[Stored data entries]
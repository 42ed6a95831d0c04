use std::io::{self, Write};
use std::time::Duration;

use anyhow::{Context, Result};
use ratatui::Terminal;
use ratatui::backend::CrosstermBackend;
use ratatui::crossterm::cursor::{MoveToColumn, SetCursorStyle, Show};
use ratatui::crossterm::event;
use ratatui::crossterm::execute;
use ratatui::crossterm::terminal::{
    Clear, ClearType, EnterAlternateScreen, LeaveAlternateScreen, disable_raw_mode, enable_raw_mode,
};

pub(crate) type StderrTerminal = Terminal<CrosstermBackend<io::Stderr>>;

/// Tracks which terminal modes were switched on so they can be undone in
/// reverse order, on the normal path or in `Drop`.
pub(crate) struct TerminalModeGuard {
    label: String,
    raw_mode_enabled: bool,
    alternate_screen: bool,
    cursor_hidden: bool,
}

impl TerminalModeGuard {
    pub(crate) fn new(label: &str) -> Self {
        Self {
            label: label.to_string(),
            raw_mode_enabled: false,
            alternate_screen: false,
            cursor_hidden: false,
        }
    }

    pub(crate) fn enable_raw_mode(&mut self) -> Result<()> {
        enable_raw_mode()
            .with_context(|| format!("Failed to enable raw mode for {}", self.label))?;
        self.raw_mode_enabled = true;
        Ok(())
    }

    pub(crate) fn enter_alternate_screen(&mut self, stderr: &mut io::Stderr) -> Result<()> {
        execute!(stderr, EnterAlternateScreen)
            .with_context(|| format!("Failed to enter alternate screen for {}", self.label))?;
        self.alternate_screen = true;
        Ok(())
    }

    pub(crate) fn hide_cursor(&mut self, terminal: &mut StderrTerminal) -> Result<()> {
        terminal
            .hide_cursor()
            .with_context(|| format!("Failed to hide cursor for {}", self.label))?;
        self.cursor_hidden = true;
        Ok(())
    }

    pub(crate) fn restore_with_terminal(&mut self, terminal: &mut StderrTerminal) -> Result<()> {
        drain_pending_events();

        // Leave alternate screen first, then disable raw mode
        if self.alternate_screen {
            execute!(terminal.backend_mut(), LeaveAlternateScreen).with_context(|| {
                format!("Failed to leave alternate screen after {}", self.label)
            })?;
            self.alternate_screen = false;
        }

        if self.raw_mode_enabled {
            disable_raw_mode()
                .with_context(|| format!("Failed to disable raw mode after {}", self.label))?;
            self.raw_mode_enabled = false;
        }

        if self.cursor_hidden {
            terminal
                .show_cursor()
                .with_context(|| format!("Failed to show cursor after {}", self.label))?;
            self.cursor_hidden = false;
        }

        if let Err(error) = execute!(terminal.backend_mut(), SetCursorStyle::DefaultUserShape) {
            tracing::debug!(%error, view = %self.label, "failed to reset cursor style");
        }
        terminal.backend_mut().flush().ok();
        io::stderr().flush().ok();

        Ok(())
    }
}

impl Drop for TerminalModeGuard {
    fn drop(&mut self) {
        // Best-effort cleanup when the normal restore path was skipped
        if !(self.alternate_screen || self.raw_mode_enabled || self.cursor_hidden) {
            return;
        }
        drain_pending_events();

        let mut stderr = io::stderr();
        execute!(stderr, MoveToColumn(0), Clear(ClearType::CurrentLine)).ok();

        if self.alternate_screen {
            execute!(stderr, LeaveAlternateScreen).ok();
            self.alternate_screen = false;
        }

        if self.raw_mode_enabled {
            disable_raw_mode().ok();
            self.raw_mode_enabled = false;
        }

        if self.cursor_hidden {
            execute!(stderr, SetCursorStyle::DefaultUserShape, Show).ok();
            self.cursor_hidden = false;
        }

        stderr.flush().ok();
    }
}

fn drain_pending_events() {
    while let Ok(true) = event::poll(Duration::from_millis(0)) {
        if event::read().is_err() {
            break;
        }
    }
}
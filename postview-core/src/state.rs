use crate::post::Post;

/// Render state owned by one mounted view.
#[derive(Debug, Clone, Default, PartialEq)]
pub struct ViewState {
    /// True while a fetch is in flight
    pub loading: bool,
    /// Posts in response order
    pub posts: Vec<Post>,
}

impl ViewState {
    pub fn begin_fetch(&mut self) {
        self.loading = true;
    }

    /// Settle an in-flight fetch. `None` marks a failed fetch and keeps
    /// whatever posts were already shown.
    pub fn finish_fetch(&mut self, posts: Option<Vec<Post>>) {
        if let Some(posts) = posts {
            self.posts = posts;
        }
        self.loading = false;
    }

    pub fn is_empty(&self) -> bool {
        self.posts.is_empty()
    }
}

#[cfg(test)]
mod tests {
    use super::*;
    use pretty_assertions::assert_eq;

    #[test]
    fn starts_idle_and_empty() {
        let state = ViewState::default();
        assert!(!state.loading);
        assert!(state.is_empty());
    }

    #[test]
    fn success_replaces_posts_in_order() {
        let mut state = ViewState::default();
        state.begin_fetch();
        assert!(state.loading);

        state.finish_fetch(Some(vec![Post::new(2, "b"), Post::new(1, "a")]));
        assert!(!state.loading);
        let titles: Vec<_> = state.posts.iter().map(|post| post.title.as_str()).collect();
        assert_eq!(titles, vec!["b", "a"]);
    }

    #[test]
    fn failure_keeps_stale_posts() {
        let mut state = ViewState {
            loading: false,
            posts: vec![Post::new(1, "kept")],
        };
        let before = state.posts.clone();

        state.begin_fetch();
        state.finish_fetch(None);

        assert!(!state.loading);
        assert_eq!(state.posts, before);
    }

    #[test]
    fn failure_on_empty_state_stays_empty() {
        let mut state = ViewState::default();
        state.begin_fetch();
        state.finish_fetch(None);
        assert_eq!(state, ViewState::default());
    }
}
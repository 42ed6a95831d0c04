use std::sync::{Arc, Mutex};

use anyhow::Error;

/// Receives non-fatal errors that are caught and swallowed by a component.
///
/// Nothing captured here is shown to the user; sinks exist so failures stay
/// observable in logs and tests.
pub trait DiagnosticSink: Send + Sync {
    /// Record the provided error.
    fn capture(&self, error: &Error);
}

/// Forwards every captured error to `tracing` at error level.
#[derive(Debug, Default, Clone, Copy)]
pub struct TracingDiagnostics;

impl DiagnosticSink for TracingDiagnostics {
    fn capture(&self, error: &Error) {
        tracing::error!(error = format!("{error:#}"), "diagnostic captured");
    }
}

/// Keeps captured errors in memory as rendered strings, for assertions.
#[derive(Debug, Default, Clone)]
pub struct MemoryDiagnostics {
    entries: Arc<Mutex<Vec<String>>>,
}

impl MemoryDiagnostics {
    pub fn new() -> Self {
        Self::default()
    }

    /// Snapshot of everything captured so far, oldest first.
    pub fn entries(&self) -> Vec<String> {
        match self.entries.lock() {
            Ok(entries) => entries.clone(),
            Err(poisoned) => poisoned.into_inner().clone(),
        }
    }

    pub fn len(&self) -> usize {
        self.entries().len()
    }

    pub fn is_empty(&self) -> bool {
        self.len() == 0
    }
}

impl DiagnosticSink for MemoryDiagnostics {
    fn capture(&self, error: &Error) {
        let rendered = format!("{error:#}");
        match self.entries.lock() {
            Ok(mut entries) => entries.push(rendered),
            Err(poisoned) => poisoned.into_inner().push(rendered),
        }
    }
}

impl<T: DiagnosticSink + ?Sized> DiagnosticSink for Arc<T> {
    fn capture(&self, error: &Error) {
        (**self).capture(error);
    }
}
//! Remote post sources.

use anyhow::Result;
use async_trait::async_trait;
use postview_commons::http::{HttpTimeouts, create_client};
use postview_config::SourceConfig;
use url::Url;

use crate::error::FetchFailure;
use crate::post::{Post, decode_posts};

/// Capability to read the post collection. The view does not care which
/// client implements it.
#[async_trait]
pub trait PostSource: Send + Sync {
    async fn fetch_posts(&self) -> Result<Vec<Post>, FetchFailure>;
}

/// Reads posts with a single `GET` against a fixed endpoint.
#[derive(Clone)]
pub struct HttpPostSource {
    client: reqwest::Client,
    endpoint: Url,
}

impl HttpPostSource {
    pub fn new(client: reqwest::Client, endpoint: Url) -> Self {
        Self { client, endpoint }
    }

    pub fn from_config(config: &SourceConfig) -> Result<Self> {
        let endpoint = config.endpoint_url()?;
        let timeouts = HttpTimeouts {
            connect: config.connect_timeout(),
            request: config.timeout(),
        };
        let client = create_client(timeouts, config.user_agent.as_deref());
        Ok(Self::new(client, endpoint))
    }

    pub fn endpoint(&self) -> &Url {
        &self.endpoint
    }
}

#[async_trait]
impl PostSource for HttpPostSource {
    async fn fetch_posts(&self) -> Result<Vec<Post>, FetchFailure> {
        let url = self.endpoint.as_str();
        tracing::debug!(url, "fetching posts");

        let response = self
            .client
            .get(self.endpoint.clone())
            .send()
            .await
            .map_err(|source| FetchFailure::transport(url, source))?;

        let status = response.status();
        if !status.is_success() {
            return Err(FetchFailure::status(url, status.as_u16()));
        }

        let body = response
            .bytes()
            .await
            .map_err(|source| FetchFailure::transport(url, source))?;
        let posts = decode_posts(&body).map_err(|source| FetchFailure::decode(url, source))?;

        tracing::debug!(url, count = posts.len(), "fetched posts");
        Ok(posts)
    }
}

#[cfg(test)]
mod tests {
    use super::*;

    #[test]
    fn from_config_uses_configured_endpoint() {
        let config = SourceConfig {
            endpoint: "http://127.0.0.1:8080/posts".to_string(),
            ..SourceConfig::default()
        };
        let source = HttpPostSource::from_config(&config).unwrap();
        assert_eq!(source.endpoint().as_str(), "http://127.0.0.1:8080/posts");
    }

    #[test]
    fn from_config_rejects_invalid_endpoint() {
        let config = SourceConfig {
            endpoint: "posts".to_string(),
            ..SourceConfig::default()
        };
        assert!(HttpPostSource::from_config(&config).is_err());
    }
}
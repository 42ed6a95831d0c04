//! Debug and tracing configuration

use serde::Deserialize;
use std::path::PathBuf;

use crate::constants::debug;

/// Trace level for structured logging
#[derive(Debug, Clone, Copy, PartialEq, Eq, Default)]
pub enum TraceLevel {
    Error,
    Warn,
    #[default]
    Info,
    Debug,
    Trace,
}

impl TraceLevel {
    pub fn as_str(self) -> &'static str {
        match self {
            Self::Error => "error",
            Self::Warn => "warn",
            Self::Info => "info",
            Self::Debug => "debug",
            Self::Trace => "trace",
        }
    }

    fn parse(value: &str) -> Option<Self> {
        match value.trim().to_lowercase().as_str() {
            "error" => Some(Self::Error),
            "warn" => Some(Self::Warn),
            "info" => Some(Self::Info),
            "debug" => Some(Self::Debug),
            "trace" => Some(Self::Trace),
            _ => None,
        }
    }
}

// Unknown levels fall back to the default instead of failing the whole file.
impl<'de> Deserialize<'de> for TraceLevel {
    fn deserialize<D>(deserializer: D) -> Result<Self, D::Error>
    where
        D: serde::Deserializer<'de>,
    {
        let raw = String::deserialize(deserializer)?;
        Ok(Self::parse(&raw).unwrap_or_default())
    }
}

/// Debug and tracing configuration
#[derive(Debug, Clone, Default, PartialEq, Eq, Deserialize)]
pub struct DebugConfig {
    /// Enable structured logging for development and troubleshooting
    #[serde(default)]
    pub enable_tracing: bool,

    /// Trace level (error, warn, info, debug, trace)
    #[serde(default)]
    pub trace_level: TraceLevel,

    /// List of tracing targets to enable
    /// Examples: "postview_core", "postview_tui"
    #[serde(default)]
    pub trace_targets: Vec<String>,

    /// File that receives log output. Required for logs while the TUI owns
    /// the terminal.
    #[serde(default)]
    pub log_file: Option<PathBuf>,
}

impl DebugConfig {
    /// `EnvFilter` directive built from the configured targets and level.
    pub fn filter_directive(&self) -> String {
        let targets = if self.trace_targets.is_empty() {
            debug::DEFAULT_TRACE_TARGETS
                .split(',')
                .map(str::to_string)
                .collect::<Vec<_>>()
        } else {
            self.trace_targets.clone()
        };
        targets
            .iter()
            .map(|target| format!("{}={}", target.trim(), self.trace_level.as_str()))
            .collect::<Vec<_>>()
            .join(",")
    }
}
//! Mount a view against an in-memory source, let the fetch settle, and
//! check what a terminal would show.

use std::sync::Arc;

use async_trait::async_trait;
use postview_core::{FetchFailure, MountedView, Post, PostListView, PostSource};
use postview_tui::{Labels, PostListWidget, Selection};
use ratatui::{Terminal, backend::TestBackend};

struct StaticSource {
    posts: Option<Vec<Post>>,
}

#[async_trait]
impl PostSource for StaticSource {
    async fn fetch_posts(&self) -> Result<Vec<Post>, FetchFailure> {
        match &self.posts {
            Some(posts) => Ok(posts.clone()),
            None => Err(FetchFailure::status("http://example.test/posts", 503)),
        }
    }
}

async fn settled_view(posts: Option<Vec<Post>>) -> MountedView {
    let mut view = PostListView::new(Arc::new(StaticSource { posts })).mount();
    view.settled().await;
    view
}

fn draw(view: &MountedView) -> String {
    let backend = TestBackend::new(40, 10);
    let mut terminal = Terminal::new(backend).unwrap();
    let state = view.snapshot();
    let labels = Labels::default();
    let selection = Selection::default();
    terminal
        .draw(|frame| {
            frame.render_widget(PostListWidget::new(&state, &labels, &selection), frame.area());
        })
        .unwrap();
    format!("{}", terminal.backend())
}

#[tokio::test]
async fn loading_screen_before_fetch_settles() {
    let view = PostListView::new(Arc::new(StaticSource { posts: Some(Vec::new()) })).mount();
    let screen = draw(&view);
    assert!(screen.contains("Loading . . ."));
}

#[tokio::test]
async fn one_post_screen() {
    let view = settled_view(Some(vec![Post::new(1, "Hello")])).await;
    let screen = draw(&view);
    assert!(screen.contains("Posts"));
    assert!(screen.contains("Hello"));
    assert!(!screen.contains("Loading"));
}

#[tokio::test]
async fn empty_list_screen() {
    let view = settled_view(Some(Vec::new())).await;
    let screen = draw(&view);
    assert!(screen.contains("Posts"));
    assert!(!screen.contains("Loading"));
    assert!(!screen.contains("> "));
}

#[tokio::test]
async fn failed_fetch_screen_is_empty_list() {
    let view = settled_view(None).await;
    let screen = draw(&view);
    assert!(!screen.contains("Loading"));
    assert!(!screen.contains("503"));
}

Work instructions:
Count the lines in the records above that contain the word "HttpPostSource", and report only that number.

Result for this exercise:
5